Un très joli film, mis en scène avec justesse, élégamment photographié, subtilement monté, mais qui ne fit malheureusement pas échos auprès de la production. En plus d’une petite bataille légale avec la Warner autour du titre (le film de Shyamalan deviendra ainsi Le Village), The Woods dû patienter trois ans dans les cartons avant d’être finalement expédié en DTV sans grands efforts publicitaires. Peu loquace au sujet du métrage, McKee n’a jamais vraiment confirmé non plus la rumeur d’un remontage et de censures du studio expliquant une tonalité beaucoup plus étouffée et suggestive que ses autres films d’horreur. En l’état, The Woods reste pourtant bel et bien une œuvre signée Lucky McKee, célébration animiste et poétique de la force et de la beauté féminine naissante. A redécouvrir certainement.
Image
Même si la copie semble être la même que lors sa première sortie en vidéo en 2006, son transfert sur support HD se fait particulièrement bien. La source est effectivement propre et plutôt pointilleuse et les teintes rejaillissent avec une belle intensité qui révèle constamment le travail sur les matières, la profondeur et les étendues de noir.

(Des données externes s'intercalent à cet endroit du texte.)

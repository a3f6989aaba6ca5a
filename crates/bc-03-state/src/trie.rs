//! # Merkle Patricia Trie
//!
//! Authenticated map from 32-byte keys to byte values. The root hash commits
//! to the full contents; any mutation produces a new root.
//!
//! The trie is rebuilt from its sorted entry set when the root is requested:
//! construction from sorted keys is a single recursive pass, the result is
//! deterministic regardless of mutation order, and content addressing means
//! subtrees untouched since the previous version hash to the same node ids;
//! they are already on disk and are never rewritten.

use crate::errors::StateError;
use crate::nibbles::Nibbles;
use crate::node::TrieNode;
use bc_02_storage::{ColumnFamily, WriteBatch};
use shared_types::{Hash, EMPTY_TRIE_ROOT};
use std::collections::{BTreeMap, HashMap, HashSet};

/// Content-addressed Merkle Patricia Trie.
pub struct Trie {
    /// Authoritative contents, sorted by key.
    entries: BTreeMap<[u8; 32], Vec<u8>>,
    /// Nodes of the current root version, by identity.
    nodes: HashMap<Hash, TrieNode>,
    root: Hash,
    stale: bool,
    /// Node ids already staged for persistence; staging skips them.
    persisted: HashSet<Hash>,
}

impl Trie {
    pub fn new() -> Self {
        Self {
            entries: BTreeMap::new(),
            nodes: HashMap::new(),
            root: EMPTY_TRIE_ROOT,
            stale: false,
            persisted: HashSet::new(),
        }
    }

    /// Build from an existing entry set (cache restore).
    pub fn from_entries(entries: impl IntoIterator<Item = ([u8; 32], Vec<u8>)>) -> Self {
        let mut trie = Self::new();
        trie.entries = entries.into_iter().collect();
        trie.stale = !trie.entries.is_empty();
        trie
    }

    pub fn get(&self, key: &Hash) -> Option<&Vec<u8>> {
        self.entries.get(key.as_bytes())
    }

    pub fn put(&mut self, key: Hash, value: Vec<u8>) {
        self.entries.insert(*key.as_bytes(), value);
        self.stale = true;
    }

    pub fn delete(&mut self, key: &Hash) {
        if self.entries.remove(key.as_bytes()).is_some() {
            self.stale = true;
        }
    }

    pub fn len(&self) -> usize {
        self.entries.len()
    }

    pub fn is_empty(&self) -> bool {
        self.entries.is_empty()
    }

    /// Current root hash, rebuilding if mutations are pending.
    pub fn root_hash(&mut self) -> Hash {
        if self.stale {
            self.rebuild();
        }
        self.root
    }

    /// Inclusion (or exclusion) proof: the encoded node path from the root
    /// toward `key`. Verify with [`verify_proof`].
    pub fn prove(&mut self, key: &Hash) -> Result<Vec<Vec<u8>>, StateError> {
        let root = self.root_hash();
        if root == EMPTY_TRIE_ROOT {
            return Ok(Vec::new());
        }
        let key_nibbles = Nibbles::from_bytes(key.as_bytes());
        let mut proof = Vec::new();
        let mut cursor = root;
        let mut depth = 0;
        loop {
            let node = self
                .nodes
                .get(&cursor)
                .ok_or(StateError::MissingTrieNode(cursor))?;
            proof.push(node.encode());
            match node {
                TrieNode::Leaf { .. } => return Ok(proof),
                TrieNode::Extension { path, child } => {
                    let rest = key_nibbles.slice(depth);
                    if rest.common_prefix_len(path) < path.len() {
                        // Diverges here; the partial path proves exclusion.
                        return Ok(proof);
                    }
                    depth += path.len();
                    cursor = *child;
                }
                TrieNode::Branch { children, .. } => {
                    if depth >= key_nibbles.len() {
                        return Ok(proof);
                    }
                    match children[key_nibbles.at(depth) as usize] {
                        Some(child) => {
                            depth += 1;
                            cursor = child;
                        }
                        None => return Ok(proof),
                    }
                }
            }
        }
    }

    /// Nodes of the current version, by identity. Rebuilds first if
    /// mutations are pending.
    pub fn nodes(&mut self) -> &HashMap<Hash, TrieNode> {
        if self.stale {
            self.rebuild();
        }
        &self.nodes
    }

    /// Stage every not-yet-persisted node of the current version into
    /// `batch` under the `trie_nodes` family.
    pub fn stage_nodes(&mut self, batch: &mut WriteBatch) {
        let _ = self.root_hash();
        for (hash, node) in &self.nodes {
            if self.persisted.insert(*hash) {
                batch.put(ColumnFamily::TrieNodes, hash.as_bytes().to_vec(), node.encode());
            }
        }
    }

    fn rebuild(&mut self) {
        self.nodes.clear();
        if self.entries.is_empty() {
            self.root = EMPTY_TRIE_ROOT;
        } else {
            let items: Vec<(Nibbles, &[u8])> = self
                .entries
                .iter()
                .map(|(k, v)| (Nibbles::from_bytes(k), v.as_slice()))
                .collect();
            self.root = build_subtree(&items, 0, &mut self.nodes);
        }
        self.stale = false;
    }
}

impl Default for Trie {
    fn default() -> Self {
        Self::new()
    }
}

/// Recursively construct the subtree for `items` (sorted by key, all
/// agreeing on the first `depth` nibbles), returning its node hash.
fn build_subtree(
    items: &[(Nibbles, &[u8])],
    depth: usize,
    nodes: &mut HashMap<Hash, TrieNode>,
) -> Hash {
    debug_assert!(!items.is_empty());

    if items.len() == 1 {
        let (key, value) = &items[0];
        let node = TrieNode::Leaf {
            path: key.slice(depth),
            value: value.to_vec(),
        };
        return intern(node, nodes);
    }

    // Sorted input: the prefix shared by the first and last item is shared
    // by every item between them.
    let first = &items[0].0;
    let last = &items[items.len() - 1].0;
    let common = first
        .slice(depth)
        .common_prefix_len(&last.slice(depth));

    if common > 0 {
        let child = build_subtree(items, depth + common, nodes);
        let node = TrieNode::Extension {
            path: first.slice_range(depth, depth + common),
            child,
        };
        return intern(node, nodes);
    }

    let mut children: [Option<Hash>; 16] = Default::default();
    let mut start = 0;
    while start < items.len() {
        let nibble = items[start].0.at(depth);
        let mut end = start + 1;
        while end < items.len() && items[end].0.at(depth) == nibble {
            end += 1;
        }
        children[nibble as usize] = Some(build_subtree(&items[start..end], depth + 1, nodes));
        start = end;
    }
    intern(
        TrieNode::Branch {
            children: Box::new(children),
            value: None,
        },
        nodes,
    )
}

fn intern(node: TrieNode, nodes: &mut HashMap<Hash, TrieNode>) -> Hash {
    let hash = node.hash();
    nodes.insert(hash, node);
    hash
}

/// Check a proof produced by [`Trie::prove`] against a root.
///
/// `expected` is `Some(value)` for an inclusion claim and `None` for an
/// exclusion claim. Every node hash is recomputed, so a tampered path fails.
pub fn verify_proof(root: &Hash, key: &Hash, expected: Option<&[u8]>, proof: &[Vec<u8>]) -> bool {
    if *root == EMPTY_TRIE_ROOT {
        return expected.is_none() && proof.is_empty();
    }
    let key_nibbles = Nibbles::from_bytes(key.as_bytes());
    let mut cursor = *root;
    let mut depth = 0;
    let mut index = 0;

    loop {
        let Some(bytes) = proof.get(index) else {
            return false;
        };
        index += 1;
        if Hash::digest(bytes) != cursor {
            return false;
        }
        let Ok(node) = TrieNode::decode(bytes) else {
            return false;
        };
        match node {
            TrieNode::Leaf { path, value } => {
                let exhausted = index == proof.len();
                return if key_nibbles.slice(depth) == path {
                    exhausted && expected == Some(value.as_slice())
                } else {
                    exhausted && expected.is_none()
                };
            }
            TrieNode::Extension { path, child } => {
                let rest = key_nibbles.slice(depth);
                if rest.common_prefix_len(&path) < path.len() {
                    return index == proof.len() && expected.is_none();
                }
                depth += path.len();
                cursor = child;
            }
            TrieNode::Branch { children, .. } => {
                if depth >= key_nibbles.len() {
                    return false;
                }
                match children[key_nibbles.at(depth) as usize] {
                    Some(child) => {
                        depth += 1;
                        cursor = child;
                    }
                    None => return index == proof.len() && expected.is_none(),
                }
            }
        }
    }
}

#[cfg(test)]
mod tests {
    use super::*;
    use bc_02_storage::KeyValueStore;

    fn key(i: u8) -> Hash {
        Hash::digest(&[i])
    }

    #[test]
    fn empty_trie_roots_to_zero() {
        let mut trie = Trie::new();
        assert_eq!(trie.root_hash(), EMPTY_TRIE_ROOT);
    }

    #[test]
    fn root_is_deterministic_across_insert_order() {
        let mut forward = Trie::new();
        let mut backward = Trie::new();
        for i in 0..32u8 {
            forward.put(key(i), vec![i]);
        }
        for i in (0..32u8).rev() {
            backward.put(key(i), vec![i]);
        }
        assert_eq!(forward.root_hash(), backward.root_hash());
    }

    #[test]
    fn mutation_changes_root_and_delete_restores_it() {
        let mut trie = Trie::new();
        for i in 0..8u8 {
            trie.put(key(i), vec![i]);
        }
        let before = trie.root_hash();

        trie.put(key(99), vec![99]);
        let with_extra = trie.root_hash();
        assert_ne!(before, with_extra);

        trie.delete(&key(99));
        assert_eq!(trie.root_hash(), before);
    }

    #[test]
    fn value_update_changes_root() {
        let mut trie = Trie::new();
        trie.put(key(1), vec![1]);
        let before = trie.root_hash();
        trie.put(key(1), vec![2]);
        assert_ne!(trie.root_hash(), before);
    }

    #[test]
    fn inclusion_proof_verifies() {
        let mut trie = Trie::new();
        for i in 0..16u8 {
            trie.put(key(i), vec![i, i]);
        }
        let root = trie.root_hash();
        let proof = trie.prove(&key(7)).unwrap();
        assert!(verify_proof(&root, &key(7), Some(&[7, 7]), &proof));
        // Wrong value rejected.
        assert!(!verify_proof(&root, &key(7), Some(&[7, 8]), &proof));
        // Wrong root rejected.
        assert!(!verify_proof(&Hash::digest(b"bogus"), &key(7), Some(&[7, 7]), &proof));
    }

    #[test]
    fn exclusion_proof_verifies() {
        let mut trie = Trie::new();
        for i in 0..16u8 {
            trie.put(key(i), vec![i]);
        }
        let root = trie.root_hash();
        let absent = key(200);
        let proof = trie.prove(&absent).unwrap();
        assert!(verify_proof(&root, &absent, None, &proof));
        assert!(!verify_proof(&root, &absent, Some(&[1]), &proof));
    }

    #[test]
    fn tampered_proof_rejected() {
        let mut trie = Trie::new();
        for i in 0..16u8 {
            trie.put(key(i), vec![i]);
        }
        let root = trie.root_hash();
        let mut proof = trie.prove(&key(3)).unwrap();
        let last = proof.len() - 1;
        let tail = proof[last].len() - 1;
        proof[last][tail] ^= 1;
        assert!(!verify_proof(&root, &key(3), Some(&[3]), &proof));
    }

    #[test]
    fn staging_skips_already_persisted_nodes() {
        let mut trie = Trie::new();
        trie.put(key(1), vec![1]);
        let mut batch = WriteBatch::new();
        trie.stage_nodes(&mut batch);
        let first = batch.len();
        assert!(first > 0);
        bc_02_storage::MemoryStore::new().commit(batch).unwrap();

        // No mutations: nothing new to stage.
        let mut batch = WriteBatch::new();
        trie.stage_nodes(&mut batch);
        assert_eq!(batch.len(), 0);
        bc_02_storage::MemoryStore::new().commit(batch).unwrap();
    }

    #[test]
    fn from_entries_matches_incremental() {
        let mut incremental = Trie::new();
        let mut seed = Vec::new();
        for i in 0..10u8 {
            incremental.put(key(i), vec![i]);
            seed.push((*key(i).as_bytes(), vec![i]));
        }
        let mut restored = Trie::from_entries(seed);
        assert_eq!(restored.root_hash(), incremental.root_hash());
    }
}
//! # Execution Subsystem
//!
//! The deterministic state-transition function. For each committed block the
//! executor runs its transactions in order against the flat state cache:
//! nonce and balance checks, EIP-1559 fee charging, selector-dispatched
//! contract calls, gas refunds, tip credit and base-fee burn, and a receipt
//! per transaction carrying the cache-computed post-state root.
//!
//! Execution is single-threaded per block and never suspends mid
//! transaction; reverts roll the cache back to a per-transaction snapshot
//! while the nonce increment and fee burn stand.

pub mod compliance;
pub mod contracts;
pub mod errors;
pub mod executor;
pub mod gas;

pub use compliance::{
    ComplianceError, ComplianceVerifier, NoopVerifier, NullifierSet, Outcome, Requirement,
};
pub use contracts::{
    builtin_selector, sdk_selector, Contract, ContractEnv, ContractRegistry, StakingContract,
    CODE_SLOT, MANIFEST_MAGIC, STAKING_CONTRACT,
};
pub use errors::{error_code, ExecutionError};
pub use executor::{install_system_accounts, BlockContext, Executor};
pub use gas::GasMeter;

On pourra regretter un piqué parfois un peu sur la retenue, mais en l’absence d’une nouvelle restauration 4K, c’est certainement le mieux que l’on puisse obtenir.
Son
Comme souvent chez BQHL pas de pistes DTS HD Master Audio, standard plutôt partagé depuis quelques années, mais un traitement LPCM légèrement plus sobre et franc aussi bien pour le doublage français, en 2.0, que la version originale 5.1. Cette dernière, sans en faire trop, délivre tout de même de très belle ambiances et une énergie bien présente lors de l’accélération finale.
Interactivité
Toujours pas de trace de réels suppléments aux USA autour du film, BQHL choisit donc d’inviter le journaliste Stéphane Moïssakis à venir le soutenir. Ce dernier évoque bien entendu la sortie de May et les nombreux désidératas de McKee autour de la sortie de The Woods, mais il s’efforce aussi de souligner les références existantes et les dispositifs thématiques et stylistique qui l’anime. Le propos tourne parfois un peu en rond, mais cela reste intéressant.
Liste des bonus
Présentation du film par Stéphane Moïssakis (24’).